Ma c'è dell'altro. Noi siamo l'unico Paese al mondo ad avere non solo tre gradi di giudizio ma tutti e tre di merito. La Cassazione, nel nostro ordinamento, dovrebbe avere solo il controllo della pura regolarità formale delle procedure seguite nei due giudizi precedenti, invece attraverso il grimaldello della 'congruità delle motivazioni rispetto al dispositivo' si è trasformata in un terzo giudice di merito perchè va a sindacare i fatti su cui si sono basate le motivazioni delle sentenze di primo e secondo grado. Come minimo la Cassazione dovrebbe essere riportata alla sua funzione originaria di controllo di pura legittimità senza andare a mettere il naso sulle motivazioni dei giudici di primo e secondo grado che, giuste o sbagliate che siano nel concreto, dovrebbero far parte del 'giudicato', cioè di ciò che non è più possibile rivedere. Ma la soluzione ideale sarebbe avere, come in tutti gli altri Paesi, due soli gradi di giudizio: uno di merito, l'altro di legittimità (Cassazione).

Inoltre la 'presunzione di innocenza' prevista dalla nostra Costituzione fino alla 'condanna definitiva', cioè in Cassazione, quindi dopo anni se non decenni, dovrebbe essere trasformata in una più ragionevole 'presunzione di colpevolezza' dopo una condanna di primo grado. Ciò non avrebbe effetto sulla durata dei processi, ma ne avrebbe molto sulla loro efficacia e sulla certezza della pena perchè consentirebbe di tenere in carcere soggetti quasi sicuramente colpevoli ma che oggi ne escono nel periodo che intercorre fra il giudizio di primo grado e quello 'definitivo' della Cassazione in base al principio della presunzione di innocenza fino alla condanna 'definitiva' combinata con i limiti massimi di custodia cautelare (in tal modo in questi anni, soprattutto nei processi per mafia, abbiamo visto uscir di galera assassini notori).

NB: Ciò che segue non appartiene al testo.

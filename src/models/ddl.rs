//! Table reflection from `CREATE TABLE` DDL
//!
//! Uses `sqlparser` to turn the DDL a warehouse reports for an existing
//! destination table into a [`TableDefinition`].

use super::column::ColumnDefinition;
use super::enums::DialectKind;
use super::table::{TableDefinition, TableError};
use crate::datatype::TypeDefinition;
use once_cell::sync::Lazy;
use regex::Regex;
use sqlparser::ast::{ColumnOption, ObjectName, Statement, TableConstraint};
use sqlparser::dialect::{
    BigQueryDialect, Dialect, DuckDbDialect, GenericDialect, MsSqlDialect, SnowflakeDialect,
};
use sqlparser::parser::Parser;
use std::collections::HashSet;

// `VARCHAR(255)`, `NUMBER(38,2)`, `DOUBLE PRECISION`, `ARRAY<INT64>`
static RE_TYPE: Lazy<Regex> = Lazy::new(|| {
    Regex::new(r"^\s*([A-Za-z_][A-Za-z0-9_ ]*?)\s*(?:\((.*)\)|<(.*)>)?\s*$")
        .expect("Invalid regex")
});

fn parser_dialect(dialect: DialectKind) -> Box<dyn Dialect> {
    match dialect {
        DialectKind::Snowflake => Box::new(SnowflakeDialect {}),
        DialectKind::Synapse => Box::new(MsSqlDialect {}),
        DialectKind::Bigquery => Box::new(BigQueryDialect {}),
        DialectKind::Duckdb => Box::new(DuckDbDialect {}),
        DialectKind::Exasol | DialectKind::Teradata => Box::new(GenericDialect {}),
    }
}

/// Strip `"…"`, `` `…` `` or `[…]` quoting from an identifier
pub(crate) fn unquote_identifier(identifier: &str) -> String {
    let trimmed = identifier.trim();
    if trimmed.len() >= 2 {
        let pairs = [('"', '"', "\"\""), ('`', '`', "``"), ('[', ']', "]]")];
        for (open, close, escaped) in pairs {
            if trimmed.starts_with(open) && trimmed.ends_with(close) {
                let inner = &trimmed[1..trimmed.len() - 1];
                return inner.replace(escaped, &close.to_string());
            }
        }
    }
    trimmed.to_string()
}

fn split_object_name(name: &ObjectName) -> (String, String) {
    let parts: Vec<String> = name
        .0
        .iter()
        .map(|part| unquote_identifier(&part.to_string()))
        .collect();
    match parts.as_slice() {
        [.., schema, table] => (schema.clone(), table.clone()),
        [table] => (String::new(), table.clone()),
        [] => (String::new(), String::new()),
    }
}

/// Split rendered type text into type name and length
fn split_type(data_type: &str) -> Option<(String, Option<String>)> {
    let captures = RE_TYPE.captures(data_type)?;
    let name = captures.get(1)?.as_str().to_string();
    let length = captures
        .get(2)
        .or_else(|| captures.get(3))
        .map(|m| m.as_str().replace(' ', ""));
    Some((name, length))
}

impl TableDefinition {
    /// Reflect a table definition from a single `CREATE TABLE` statement
    ///
    /// Primary keys are collected from both column-level and table-level
    /// constraints, in column order.
    pub fn from_ddl(sql: &str, dialect: DialectKind) -> Result<Self, TableError> {
        let parser_dialect = parser_dialect(dialect);
        let statements = Parser::parse_sql(parser_dialect.as_ref(), sql)
            .map_err(|e| TableError::Parse(e.to_string()))?;

        let create = statements
            .into_iter()
            .find_map(|stmt| match stmt {
                Statement::CreateTable(create) => Some(create),
                _ => None,
            })
            .ok_or_else(|| TableError::Parse("no CREATE TABLE statement found".to_string()))?;

        let (schema, name) = split_object_name(&create.name);

        let mut pk_cols = HashSet::new();
        for constraint in &create.constraints {
            if let TableConstraint::PrimaryKey(pk) = constraint {
                for col in &pk.columns {
                    pk_cols.insert(unquote_identifier(&col.to_string()));
                }
            }
        }

        let mut columns = Vec::with_capacity(create.columns.len());
        let mut primary_keys = Vec::new();
        for col in &create.columns {
            let col_name = unquote_identifier(&col.name.value);
            let mut nullable = true;
            let mut default = None;
            let mut is_pk = pk_cols.contains(&col_name);

            for opt_def in &col.options {
                match &opt_def.option {
                    ColumnOption::NotNull => nullable = false,
                    ColumnOption::Null => nullable = true,
                    ColumnOption::Default(expr) => default = Some(expr.to_string()),
                    ColumnOption::PrimaryKey(_) => is_pk = true,
                    _ => {}
                }
            }

            let data_type = col.data_type.to_string();
            let (type_name, length) = split_type(&data_type)
                .ok_or_else(|| TableError::Parse(format!("unrecognised type '{}'", data_type)))?;
            let definition = TypeDefinition::new(dialect, &type_name, length.as_deref())
                .map_err(|source| TableError::Column {
                    column: col_name.clone(),
                    source,
                })?
                .nullable(nullable && !is_pk)
                .with_default(default);

            if is_pk {
                primary_keys.push(col_name.clone());
            }
            columns.push(ColumnDefinition::new(col_name, definition));
        }

        let table = TableDefinition::new(schema, name, columns).with_primary_keys(primary_keys);
        table.validate()?;
        tracing::debug!(
            "Reflected table {}.{} with {} columns",
            table.schema,
            table.name,
            table.columns.len()
        );
        Ok(table)
    }
}

#[cfg(test)]
mod tests {
    use super::*;

    #[test]
    fn test_unquote_identifier() {
        assert_eq!(unquote_identifier("\"a\"\"b\""), "a\"b");
        assert_eq!(unquote_identifier("`x`"), "x");
        assert_eq!(unquote_identifier("[col]"), "col");
        assert_eq!(unquote_identifier(" plain "), "plain");
    }

    #[test]
    fn test_split_type() {
        assert_eq!(
            split_type("NUMBER(38,2)"),
            Some(("NUMBER".to_string(), Some("38,2".to_string())))
        );
        assert_eq!(
            split_type("DOUBLE PRECISION"),
            Some(("DOUBLE PRECISION".to_string(), None))
        );
        assert_eq!(
            split_type("ARRAY<INT64>"),
            Some(("ARRAY".to_string(), Some("INT64".to_string())))
        );
    }

    #[test]
    fn test_from_ddl_snowflake() {
        let sql = r#"CREATE TABLE "PUBLIC"."accounts" (
            "id" VARCHAR(10) NOT NULL,
            "name" VARCHAR(255),
            "amount" NUMBER(12,2) DEFAULT 0,
            PRIMARY KEY ("id")
        )"#;
        let table = TableDefinition::from_ddl(sql, DialectKind::Snowflake).unwrap();
        assert_eq!(table.schema, "PUBLIC");
        assert_eq!(table.name, "accounts");
        assert_eq!(table.column_names(), vec!["id", "name", "amount"]);
        assert_eq!(table.primary_keys, vec!["id"]);
        assert_eq!(
            table.columns[0].definition.sql_definition(),
            "VARCHAR (10) NOT NULL"
        );
        assert_eq!(table.columns[2].definition.default_value(), Some("0"));
    }

    #[test]
    fn test_from_ddl_inline_primary_key() {
        let sql = "CREATE TABLE visits (id INTEGER PRIMARY KEY, note VARCHAR)";
        let table = TableDefinition::from_ddl(sql, DialectKind::Duckdb).unwrap();
        assert_eq!(table.schema, "");
        assert_eq!(table.primary_keys, vec!["id"]);
        assert!(!table.columns[0].definition.is_nullable());
    }

    #[test]
    fn test_from_ddl_rejects_unknown_type() {
        let sql = "CREATE TABLE t (a GEOMETRY)";
        let err = TableDefinition::from_ddl(sql, DialectKind::Snowflake).unwrap_err();
        assert!(matches!(err, TableError::Column { .. }));
    }

    #[test]
    fn test_from_ddl_without_create_table() {
        let err = TableDefinition::from_ddl("SELECT 1", DialectKind::Snowflake).unwrap_err();
        assert!(matches!(err, TableError::Parse(_)));
    }
}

Ma per fermare la 'presunzione di innocenza' alla condanna di primo grado ci vorrebbe una revisione costituzionale e dubito molto che un Parlamento che ha trovato corsie preferenziali rapidissime e i numeri per varare un indulto disastroso metterebbe lo stesso impegno e la stessa volontà per un'iniziativa che, una volta tanto, andrebbe a favore di Abele e non di Caino.